### Data extracts

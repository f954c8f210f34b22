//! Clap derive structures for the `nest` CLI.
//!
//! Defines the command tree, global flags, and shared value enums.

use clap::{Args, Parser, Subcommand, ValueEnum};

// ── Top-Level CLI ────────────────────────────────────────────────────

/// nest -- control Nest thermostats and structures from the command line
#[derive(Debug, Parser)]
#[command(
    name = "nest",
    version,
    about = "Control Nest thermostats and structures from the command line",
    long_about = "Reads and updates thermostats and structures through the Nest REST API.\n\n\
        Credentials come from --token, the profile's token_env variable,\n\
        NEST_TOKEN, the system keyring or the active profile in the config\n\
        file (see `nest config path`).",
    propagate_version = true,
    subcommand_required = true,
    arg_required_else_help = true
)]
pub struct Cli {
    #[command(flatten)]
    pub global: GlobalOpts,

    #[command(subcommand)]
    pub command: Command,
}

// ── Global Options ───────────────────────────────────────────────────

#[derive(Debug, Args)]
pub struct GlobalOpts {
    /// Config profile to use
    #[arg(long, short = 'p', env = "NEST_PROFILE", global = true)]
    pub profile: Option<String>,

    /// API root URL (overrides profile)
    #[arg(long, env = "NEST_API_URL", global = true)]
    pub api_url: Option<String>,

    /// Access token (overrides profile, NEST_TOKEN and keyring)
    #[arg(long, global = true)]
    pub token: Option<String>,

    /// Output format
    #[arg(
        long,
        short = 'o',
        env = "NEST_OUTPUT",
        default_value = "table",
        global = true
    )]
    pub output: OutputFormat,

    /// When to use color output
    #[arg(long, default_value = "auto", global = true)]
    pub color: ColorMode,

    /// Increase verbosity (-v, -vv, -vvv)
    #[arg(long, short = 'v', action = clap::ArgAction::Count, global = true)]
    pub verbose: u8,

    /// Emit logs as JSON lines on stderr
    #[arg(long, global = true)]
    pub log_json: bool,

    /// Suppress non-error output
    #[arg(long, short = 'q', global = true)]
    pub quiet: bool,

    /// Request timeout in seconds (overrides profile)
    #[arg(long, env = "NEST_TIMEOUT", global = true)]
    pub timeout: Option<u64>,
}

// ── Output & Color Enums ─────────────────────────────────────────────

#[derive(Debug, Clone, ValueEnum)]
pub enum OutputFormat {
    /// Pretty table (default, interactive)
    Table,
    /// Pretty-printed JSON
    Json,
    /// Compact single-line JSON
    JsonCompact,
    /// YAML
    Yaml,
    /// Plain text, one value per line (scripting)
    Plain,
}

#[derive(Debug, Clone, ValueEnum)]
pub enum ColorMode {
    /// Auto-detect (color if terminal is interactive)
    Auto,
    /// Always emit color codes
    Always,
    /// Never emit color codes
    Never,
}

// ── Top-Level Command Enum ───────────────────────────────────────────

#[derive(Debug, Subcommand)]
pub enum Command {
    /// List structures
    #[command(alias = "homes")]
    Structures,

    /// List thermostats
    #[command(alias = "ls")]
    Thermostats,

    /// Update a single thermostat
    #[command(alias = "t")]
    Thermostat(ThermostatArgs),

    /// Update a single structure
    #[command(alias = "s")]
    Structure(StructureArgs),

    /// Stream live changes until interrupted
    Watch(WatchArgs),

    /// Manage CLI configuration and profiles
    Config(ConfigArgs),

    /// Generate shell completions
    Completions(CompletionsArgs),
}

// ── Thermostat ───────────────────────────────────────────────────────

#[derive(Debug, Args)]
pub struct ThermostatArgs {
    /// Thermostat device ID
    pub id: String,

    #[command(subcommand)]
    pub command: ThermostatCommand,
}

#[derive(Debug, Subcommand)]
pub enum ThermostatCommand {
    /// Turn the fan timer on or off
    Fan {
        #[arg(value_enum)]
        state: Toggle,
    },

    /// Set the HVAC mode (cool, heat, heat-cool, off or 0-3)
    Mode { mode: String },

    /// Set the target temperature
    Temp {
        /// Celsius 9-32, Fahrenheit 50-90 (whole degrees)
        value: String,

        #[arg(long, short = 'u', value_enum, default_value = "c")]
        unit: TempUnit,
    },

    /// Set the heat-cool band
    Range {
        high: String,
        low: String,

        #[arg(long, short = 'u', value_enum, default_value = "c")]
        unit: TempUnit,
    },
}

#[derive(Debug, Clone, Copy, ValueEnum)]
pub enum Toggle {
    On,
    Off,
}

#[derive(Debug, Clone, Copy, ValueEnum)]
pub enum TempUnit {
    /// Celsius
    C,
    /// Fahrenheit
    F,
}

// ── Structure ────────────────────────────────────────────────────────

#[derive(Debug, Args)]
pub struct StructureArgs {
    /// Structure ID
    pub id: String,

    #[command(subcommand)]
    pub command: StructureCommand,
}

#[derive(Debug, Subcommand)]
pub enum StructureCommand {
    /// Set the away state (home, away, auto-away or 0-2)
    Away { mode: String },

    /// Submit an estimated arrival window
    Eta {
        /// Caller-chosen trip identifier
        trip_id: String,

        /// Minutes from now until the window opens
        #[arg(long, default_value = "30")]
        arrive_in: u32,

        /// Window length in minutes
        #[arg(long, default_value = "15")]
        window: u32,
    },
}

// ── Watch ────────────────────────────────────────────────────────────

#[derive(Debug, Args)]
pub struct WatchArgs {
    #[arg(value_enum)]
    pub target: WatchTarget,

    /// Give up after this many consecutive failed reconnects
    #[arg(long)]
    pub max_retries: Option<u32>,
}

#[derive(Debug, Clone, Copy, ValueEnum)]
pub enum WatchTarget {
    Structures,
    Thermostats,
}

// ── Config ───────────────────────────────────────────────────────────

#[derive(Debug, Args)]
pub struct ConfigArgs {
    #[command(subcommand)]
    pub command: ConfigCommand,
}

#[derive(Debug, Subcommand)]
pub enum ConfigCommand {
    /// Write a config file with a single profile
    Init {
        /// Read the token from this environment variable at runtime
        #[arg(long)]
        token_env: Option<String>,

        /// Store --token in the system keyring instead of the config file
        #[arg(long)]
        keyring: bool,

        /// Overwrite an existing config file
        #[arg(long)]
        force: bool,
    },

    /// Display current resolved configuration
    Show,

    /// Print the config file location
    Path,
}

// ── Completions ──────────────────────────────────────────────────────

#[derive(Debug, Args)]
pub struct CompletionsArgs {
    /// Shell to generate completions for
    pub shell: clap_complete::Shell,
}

######

Problem requirements:
Where does the word "overrides" appear in the records? Copy every line that holds it.

Solution for this exercise:
    /// API root URL (overrides profile)
    /// Access token (overrides profile, NEST_TOKEN and keyring)
    /// Request timeout in seconds (overrides profile)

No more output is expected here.